Clusters cover bills, generic saving, travel, events like birthdays or weddings, and other goals. Single-word names are matched through the built keyword lists, avoiding misclassifications. Emojis provide additional context. This classification pipeline reveals high-level categories, their seasonal fluctuations, and popular saving themes.

Potential Follow-Up Questions

1) How do you handle new or unexpected words that are not in your keyword lists?

Unrecognized words can still be processed by the topic model, which infers their associations via word-pair distributions. Updating the word-to-topic lists periodically ensures coverage of emerging jargon. Embedding-based similarity approaches can suggest replacements for out-of-vocabulary words. For instance, we can maintain a background corpus or a continuous learning pipeline. If novel terms appear often, the model might be retrained or incrementally updated.

2) What if the coherence metric is inconsistent with human judgment of topic quality?

Coherence is helpful but not perfect. Practical solutions include a mixed approach. First, measure coherence. Then manually inspect top words per topic to confirm quality. In a business context, verifying interpretability is critical. If a topic has top words that make sense together, it is a useful cluster. If not, refining the preprocessing or adjusting the number of topics helps reconcile differences.

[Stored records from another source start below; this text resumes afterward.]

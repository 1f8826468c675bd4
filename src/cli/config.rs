// ABOUTME: CLI config command - print the effective merged configuration

use super::OutputFormat;
use crate::config::PoolConfig;
use anyhow::{Context, Result};

/// Execute the config command
pub fn execute(config: &PoolConfig, format: OutputFormat) -> Result<()> {
    let rendered = match format {
        OutputFormat::Text => config.to_toml()?,
        OutputFormat::Json => {
            serde_json::to_string_pretty(config).context("Failed to serialize config as JSON")?
        }
    };
    println!("{rendered}");
    Ok(())
}
// ABOUTME: Keyed HTTPS client pooling for outbound overlay requests
//
// Key components:
// - directory: bounded key -> value table used for pools and services
// - entry: one pooled client and its Free/Active/Broken state
// - client_pool: fixed-size pool per destination gated by a semaphore
// - registry: owned destination -> pool map with lazy construction
// - metrics: registry-level counters

pub mod client_pool;
pub mod directory;
pub mod entry;
pub mod metrics;
pub mod registry;

// Re-exports for convenient access
pub use client_pool::{ClientPool, Lease, PoolError, PoolResult, PoolStats, SlotSnapshot};
pub use directory::{Directory, DirectoryError};
pub use entry::{ClientId, EntryState, PoolEntry};
pub use metrics::{MetricsSnapshot, PoolMetrics};
pub use registry::ConnectionPoolRegistry;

3) How do you incorporate user feedback or domain expert insights?

Experts can map certain words or emojis to specific themes. Incorporating curated dictionaries or synonyms ensures alignment with real business needs. For example, domain experts might want "salary" or "paycheck" to fall under "Bills," even if a purely data-driven approach puts them in a different cluster. Iterating on a feedback loop from subject matter experts (like product managers or finance teams) refines model outputs.

4) How do you manage privacy or sensitive data issues with free-text fields?

Names containing personal information or private references must be filtered or masked. Using hashed or anonymized forms of text can preserve privacy while still preserving word distribution statistics. Policies for data retention, encryption, and access control must be respected, especially under stricter regulations like GDPR. Only aggregated or de-identified topic distributions are shared for internal analysis.

5) How do you scale this solution with rapidly growing data?

Processing can be parallelized using distributed computing frameworks. Splitting the dataset into batches for iterative BTM fitting or streaming-based training methods keeps computation feasible. Caching preprocessed text reduces overhead if multiple experiments are needed. For real-time classification, a pre-trained model can label new names on demand, updating the system periodically to account for vocabulary shifts.

6) How would you measure success or return on investment (ROI)?

Tracking user engagement changes after enhancements is one measure. If certain categories indicate new product opportunities, measuring adoption rates or user satisfaction helps quantify the impact. Time-series analysis of category usage over months or years shows whether the product improvements align with customer saving patterns. A direct uplift in user satisfaction, retention, or new feature usage can validate the project’s success.

7) What if many category predictions are borderline?

Confidence thresholds can be introduced. If a name has low probability for each topic, it might be flagged for review or a fallback bucket labeled "Miscellaneous." Combining confidence measures with interpretability checks ensures consistent labeling. Gradual refinement of the model or category lists can reduce borderline cases over time.

Exhaustive testing of each step, consistent retraining or updating with fresh data, and careful interpretation of the results form the backbone of this solution.